◆ **DATA TO PROCESS**:
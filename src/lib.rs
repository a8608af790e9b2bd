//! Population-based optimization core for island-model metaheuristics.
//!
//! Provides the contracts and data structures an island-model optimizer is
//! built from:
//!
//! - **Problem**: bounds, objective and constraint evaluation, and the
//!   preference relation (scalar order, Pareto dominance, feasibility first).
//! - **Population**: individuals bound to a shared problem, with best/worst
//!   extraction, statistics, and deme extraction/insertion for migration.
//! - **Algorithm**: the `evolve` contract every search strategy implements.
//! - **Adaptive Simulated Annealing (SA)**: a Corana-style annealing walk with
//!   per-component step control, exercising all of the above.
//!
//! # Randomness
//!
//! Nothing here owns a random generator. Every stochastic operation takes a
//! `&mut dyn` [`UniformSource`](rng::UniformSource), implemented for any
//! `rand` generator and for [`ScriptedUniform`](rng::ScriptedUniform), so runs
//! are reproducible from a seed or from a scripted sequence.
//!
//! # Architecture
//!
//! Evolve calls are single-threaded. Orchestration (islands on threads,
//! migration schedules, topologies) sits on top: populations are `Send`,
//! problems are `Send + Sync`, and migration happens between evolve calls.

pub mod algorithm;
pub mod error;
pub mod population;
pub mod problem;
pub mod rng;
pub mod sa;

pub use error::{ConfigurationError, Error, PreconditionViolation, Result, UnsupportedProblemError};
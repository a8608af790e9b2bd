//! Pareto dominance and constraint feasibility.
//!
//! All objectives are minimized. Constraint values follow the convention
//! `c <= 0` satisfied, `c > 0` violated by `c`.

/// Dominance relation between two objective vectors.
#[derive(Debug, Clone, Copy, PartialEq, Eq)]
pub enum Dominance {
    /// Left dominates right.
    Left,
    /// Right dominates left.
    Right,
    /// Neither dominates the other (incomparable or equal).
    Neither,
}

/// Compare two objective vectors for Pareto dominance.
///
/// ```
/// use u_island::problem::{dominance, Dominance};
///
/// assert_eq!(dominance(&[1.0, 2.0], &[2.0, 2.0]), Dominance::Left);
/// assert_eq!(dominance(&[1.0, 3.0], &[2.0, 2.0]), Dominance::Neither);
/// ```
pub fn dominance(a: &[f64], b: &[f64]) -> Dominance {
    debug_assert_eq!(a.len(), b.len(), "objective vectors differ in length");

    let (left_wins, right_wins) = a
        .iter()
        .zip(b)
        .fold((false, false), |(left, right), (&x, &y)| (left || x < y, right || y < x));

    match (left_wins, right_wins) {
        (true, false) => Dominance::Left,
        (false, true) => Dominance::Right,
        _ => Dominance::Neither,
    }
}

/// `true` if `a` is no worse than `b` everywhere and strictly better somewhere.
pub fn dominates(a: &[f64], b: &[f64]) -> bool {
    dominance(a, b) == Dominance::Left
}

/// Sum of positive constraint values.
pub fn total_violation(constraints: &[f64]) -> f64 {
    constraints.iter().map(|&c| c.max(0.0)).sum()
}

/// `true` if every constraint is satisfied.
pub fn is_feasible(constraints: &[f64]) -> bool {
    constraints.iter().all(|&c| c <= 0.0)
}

◆ **EXERCISE PROMPT**: Would you retype the full listing without altering a single word?

◆ **EXERCISE ANSWER**:
filename src/lib.rs
repository a8608af790e9b2bd
//! Population-based optimization core for island-model metaheuristics.
//!
//! Provides the contracts and data structures an island-model optimizer is
//! built from:
//!
//! - **Problem**: bounds, objective and constraint evaluation, and the
//!   preference relation (scalar order, Pareto dominance, feasibility first).
//! - **Population**: individuals bound to a shared problem, with best/worst
//!   extraction, statistics, and deme extraction/insertion for migration.
//! - **Algorithm**: the `evolve` contract every search strategy implements.
//! - **Adaptive Simulated Annealing (SA)**: a Corana-style annealing walk with
//!   per-component step control, exercising all of the above.
//!
//! # Randomness
//!
//! Nothing here owns a random generator. Every stochastic operation takes a
//! `&mut dyn` [`UniformSource`](rng::UniformSource), implemented for any
//! `rand` generator and for [`ScriptedUniform`](rng::ScriptedUniform), so runs
//! are reproducible from a seed or from a scripted sequence.
//!
//! # Architecture
//!
//! Evolve calls are single-threaded. Orchestration (islands on threads,
//! migration schedules, topologies) sits on top: populations are `Send`,
//! problems are `Send + Sync`, and migration happens between evolve calls.

pub mod algorithm;
pub mod error;
pub mod population;
pub mod problem;
pub mod rng;
pub mod sa;

pub use error::{ConfigurationError, Error, PreconditionViolation, Result, UnsupportedProblemError};
repository a8608af790e9b2bd
//! Pareto dominance and constraint feasibility.
//!
//! All objectives are minimized. Constraint values follow the convention
//! `c <= 0` satisfied, `c > 0` violated by `c`.

/// Dominance relation between two objective vectors.
#[derive(Debug, Clone, Copy, PartialEq, Eq)]
pub enum Dominance {
    /// Left dominates right.
    Left,
    /// Right dominates left.
    Right,
    /// Neither dominates the other (incomparable or equal).
    Neither,
}

/// Compare two objective vectors for Pareto dominance.
///
/// ```
/// use u_island::problem::{dominance, Dominance};
///
/// assert_eq!(dominance(&[1.0, 2.0], &[2.0, 2.0]), Dominance::Left);
/// assert_eq!(dominance(&[1.0, 3.0], &[2.0, 2.0]), Dominance::Neither);
/// ```
pub fn dominance(a: &[f64], b: &[f64]) -> Dominance {
    debug_assert_eq!(a.len(), b.len(), "objective vectors differ in length");

    let (left_wins, right_wins) = a
        .iter()
        .zip(b)
        .fold((false, false), |(left, right), (&x, &y)| (left || x < y, right || y < x));

    match (left_wins, right_wins) {
        (true, false) => Dominance::Left,
        (false, true) => Dominance::Right,
        _ => Dominance::Neither,
    }
}

/// `true` if `a` is no worse than `b` everywhere and strictly better somewhere.
pub fn dominates(a: &[f64], b: &[f64]) -> bool {
    dominance(a, b) == Dominance::Left
}

/// Sum of positive constraint values.
pub fn total_violation(constraints: &[f64]) -> f64 {
    constraints.iter().map(|&c| c.max(0.0)).sum()
}

/// `true` if every constraint is satisfied.
pub fn is_feasible(constraints: &[f64]) -> bool {
    constraints.iter().all(|&c| c <= 0.0)
}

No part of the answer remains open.